How Much Weight Can You Lose in a Month Calculator
Estimate a safe, realistic monthly weight loss range based on your body, calorie deficit, and activity. Numbers shown are examples — the calculator works for any inputs you enter.
If you've ever wondered how much weight can you lose in a month, the honest answer depends on four levers: your starting body weight, the size of your daily calorie deficit, how active you are, and how much of the loss is fat versus water. A common medical guideline is 0.5–1 kg (1–2 lb) per week, which translates to roughly 2–4 kg (4–8 lb) per month. Heavier starting weights can lose faster in the first 4 weeks due to glycogen and water shifts — sometimes 3–5 kg in week one alone — but that pace slows.

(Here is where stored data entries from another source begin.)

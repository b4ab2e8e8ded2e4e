//! # Non-blocking event fan-out to multiple subscribers.
//!
//! Provides [`SubscriberSet`]: distributes events to multiple subscribers
//! concurrently without blocking the publisher (and therefore never delaying
//! the consumer loop of a queue).
//!
//! ## Architecture
//! ```text
//! emit(event)
//!     │
//!     ├──► [queue 1] ──► worker 1 ──► subscriber1.on_event()
//!     │    (bounded)         └──────► panic → SubscriberPanicked
//!     └──► [queue N] ──► worker N ──► subscriberN.on_event()
//!          (bounded)
//! ```
//!
//! ## Rules
//! - **Overflow**: event dropped for that subscriber only, `SubscriberOverflow` published
//! - **Non-blocking**: `emit()` returns immediately (uses `try_send`)
//! - **Isolation**: slow/panicking subscriber doesn't affect others
//! - **Per-subscriber FIFO**: each subscriber sees events in order

use std::sync::Arc;

use futures::FutureExt;
use tokio::{sync::mpsc, task::JoinHandle};

use crate::error::QueueError;
use crate::events::{Bus, Event, EventKind};
use crate::subscribers::Subscribe;

/// Per-subscriber channel metadata.
struct SubscriberChannel {
    name: &'static str,
    sender: mpsc::Sender<Arc<Event>>,
}

/// Fan-out coordinator for multiple event subscribers.
pub struct SubscriberSet {
    channels: Vec<SubscriberChannel>,
    workers: Vec<JoinHandle<()>>,
    bus: Bus,
}

impl SubscriberSet {
    /// Creates a new set and spawns one worker task per subscriber.
    ///
    /// Must be called from within a tokio runtime.
    #[must_use]
    pub fn new(subs: Vec<Arc<dyn Subscribe>>, bus: Bus) -> Self {
        let mut channels = Vec::with_capacity(subs.len());
        let mut workers = Vec::with_capacity(subs.len());

        for sub in subs {
            let cap = sub.queue_capacity().max(1);
            let name = sub.name();
            let (tx, mut rx) = mpsc::channel::<Arc<Event>>(cap);
            let bus_for_worker = bus.clone();

            let handle = tokio::spawn(async move {
                while let Some(ev) = rx.recv().await {
                    let fut = sub.on_event(ev.as_ref());
                    if let Err(payload) = std::panic::AssertUnwindSafe(fut).catch_unwind().await {
                        let info = QueueError::from_panic(payload).as_message();
                        bus_for_worker.publish(Event::subscriber_panicked(sub.name(), info));
                    }
                }
            });
            channels.push(SubscriberChannel { name, sender: tx });
            workers.push(handle);
        }
        Self {
            channels,
            workers,
            bus,
        }
    }

    /// Returns `true` if the set has no subscribers.
    pub fn is_empty(&self) -> bool {
        self.channels.is_empty()
    }

    /// Emits an event to all subscribers (clones the event once).
    pub fn emit(&self, event: &Event) {
        self.emit_arc(Arc::new(event.clone()));
    }

    /// Emits a pre-allocated `Arc<Event>` to all subscribers.
    ///
    /// `SubscriberOverflow` events are not re-published if they themselves overflow.
    pub fn emit_arc(&self, event: Arc<Event>) {
        let is_overflow_evt = matches!(event.kind, EventKind::SubscriberOverflow);

        for channel in &self.channels {
            match channel.sender.try_send(Arc::clone(&event)) {
                Ok(()) => {}
                Err(mpsc::error::TrySendError::Full(_)) => {
                    if !is_overflow_evt {
                        self.bus
                            .publish(Event::subscriber_overflow(channel.name, "full"));
                    }
                }
                Err(mpsc::error::TrySendError::Closed(_)) => {
                    if !is_overflow_evt {
                        self.bus
                            .publish(Event::subscriber_overflow(channel.name, "closed"));
                    }
                }
            }
        }
    }

    /// Gracefully shuts down all subscriber workers.
    ///
    /// Drops all channel senders, then awaits every worker task.
    pub async fn shutdown(self) {
        drop(self.channels);

        for h in self.workers {
            let _ = h.await;
        }
    }
}

#[cfg(test)]
mod tests {
    use super::*;
    use async_trait::async_trait;
    use std::sync::Mutex;

    struct Recorder {
        seen: Arc<Mutex<Vec<EventKind>>>,
    }

    #[async_trait]
    impl Subscribe for Recorder {
        async fn on_event(&self, ev: &Event) {
            self.seen.lock().unwrap().push(ev.kind);
        }

        fn name(&self) -> &'static str {
            "recorder"
        }
    }

    struct Panicky;

    #[async_trait]
    impl Subscribe for Panicky {
        async fn on_event(&self, _ev: &Event) {
            panic!("subscriber exploded");
        }

        fn name(&self) -> &'static str {
            "panicky"
        }
    }

    #[tokio::test]
    async fn test_events_are_delivered_in_order() {
        let seen = Arc::new(Mutex::new(Vec::new()));
        let set = SubscriberSet::new(
            vec![Arc::new(Recorder { seen: seen.clone() })],
            Bus::new(16),
        );

        set.emit(&Event::new(EventKind::QueueRunning));
        set.emit(&Event::new(EventKind::ItemStarting));
        set.emit(&Event::new(EventKind::QueueStopped));
        set.shutdown().await;

        assert_eq!(
            *seen.lock().unwrap(),
            vec![
                EventKind::QueueRunning,
                EventKind::ItemStarting,
                EventKind::QueueStopped
            ]
        );
    }

    #[tokio::test]
    async fn test_panicking_subscriber_is_reported() {
        let bus = Bus::new(16);
        let mut rx = bus.subscribe();
        let set = SubscriberSet::new(vec![Arc::new(Panicky)], bus.clone());

        set.emit(&Event::new(EventKind::ItemFinished));
        set.shutdown().await;

        let ev = rx.recv().await.expect("panic event");
        assert_eq!(ev.kind, EventKind::SubscriberPanicked);
        assert_eq!(ev.queue.as_deref(), Some("panicky"));
        assert_eq!(ev.reason.as_deref(), Some("panic: subscriber exploded"));
    }
}
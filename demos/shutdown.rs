//! # Shutdown Example
//!
//! Shows graceful shutdown with the built-in `LogWriter`:
//! - the running item observes its cancelled token and finishes on its own
//! - queued items still run (with cancelled tokens)
//! - every shutdown callback fires once the queue is stopped
//!
//! ## Run
//! ```bash
//! cargo run --example shutdown --features logging
//! ```

use std::sync::Arc;
use std::time::Duration;

use taskserial::{LogWriter, QueueConfig, QueueState, SerialQueue, Subscribe};
use tokio_util::sync::CancellationToken;

#[tokio::main]
async fn main() -> anyhow::Result<()> {
    let subs: Vec<Arc<dyn Subscribe>> = vec![Arc::new(LogWriter::new())];
    let queue = SerialQueue::builder(QueueConfig::default().with_label("ingest"))
        .with_subscribers(subs)
        .build();

    queue.submit(|ctx: CancellationToken| async move {
        tokio::select! {
            _ = ctx.cancelled() => println!("long import: cancelled, flushing partial batch"),
            _ = tokio::time::sleep(Duration::from_secs(30)) => println!("long import: done"),
        }
    });
    for batch in 0..2 {
        queue.submit(move |ctx: CancellationToken| async move {
            println!("batch {batch}: cancelled={}", ctx.is_cancelled());
        });
    }
    tokio::time::sleep(Duration::from_millis(50)).await;

    queue.request_shutdown_with(|| println!("callback: first"));
    queue.request_shutdown_with(|| println!("callback: second"));

    let state = queue.await_idle(Some(Duration::from_secs(5))).await;
    anyhow::ensure!(state == QueueState::Stopped, "queue still {state}");

    // give the subscriber worker time to print the tail of the event stream
    tokio::time::sleep(Duration::from_millis(50)).await;
    Ok(())
}
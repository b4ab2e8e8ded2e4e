//! # Event subscribers.
//!
//! This module provides the [`Subscribe`] trait, the [`SubscriberSet`] fan-out and
//! the optional built-in `LogWriter` for handling events broadcast through the
//! queue's [`Bus`](crate::events::Bus).
//!
//! ## Architecture
//! ```text
//! SerialQueue / consumer loop / CoalescingQueue
//!        │ publish(Event)
//!        ▼
//!       Bus ──► listener (spawned by QueueBuilder::build)
//!                   │
//!                   ▼
//!             SubscriberSet::emit(&Event)
//!              ┌────┴────┬─────────┐
//!              ▼         ▼         ▼
//!          LogWriter  Metrics   Custom
//! ```

#[cfg(feature = "logging")]
mod log;
mod subscriber;
mod subscriber_set;

#[cfg(feature = "logging")]
pub use log::LogWriter;
pub use subscriber::Subscribe;
pub use subscriber_set::SubscriberSet;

This calculator uses the standard energy-balance rule that ~7,700 kcal equals about 1 kg of body fat (3,500 kcal per pound). Enter your stats and we'll model 30-day loss in both kg and lb, show a realistic range, and flag whether your deficit is sustainable or aggressive. For example, a 90 kg adult with a 500 kcal/day deficit would lose about 1.95 kg of fat in 30 days, plus 1–2 kg of early water weight — well within the safe zone.
How it works: Enter your current weight, target daily calorie deficit, activity level, and starting body fat band. We convert units to a canonical kg basis, apply the 7,700 kcal/kg rule, adjust for activity-driven water and glycogen loss, and return a 30-day loss range.
Do not sustain a calorie deficit greater than 1,000 kcal/day without medical supervision. Adult women should generally not eat below 1,200 kcal/day and adult men below 1,500 kcal/day, as intake below these floors risks micronutrient deficiency, gallstone formation, and significant lean-mass loss. If you have a history of disordered eating, diabetes, thyroid disease, are pregnant or breastfeeding, or take medications affecting metabolism (insulin, beta-blockers, antidepressants), do not use this calculator to set goals without first consulting a registered dietitian or your physician. Losing more than 1% of body weight per week consistently past month one is a medical red flag — it usually indicates excessive muscle loss, dehydration, or an unsustainable plan that will rebound. Slow down rather than push harder.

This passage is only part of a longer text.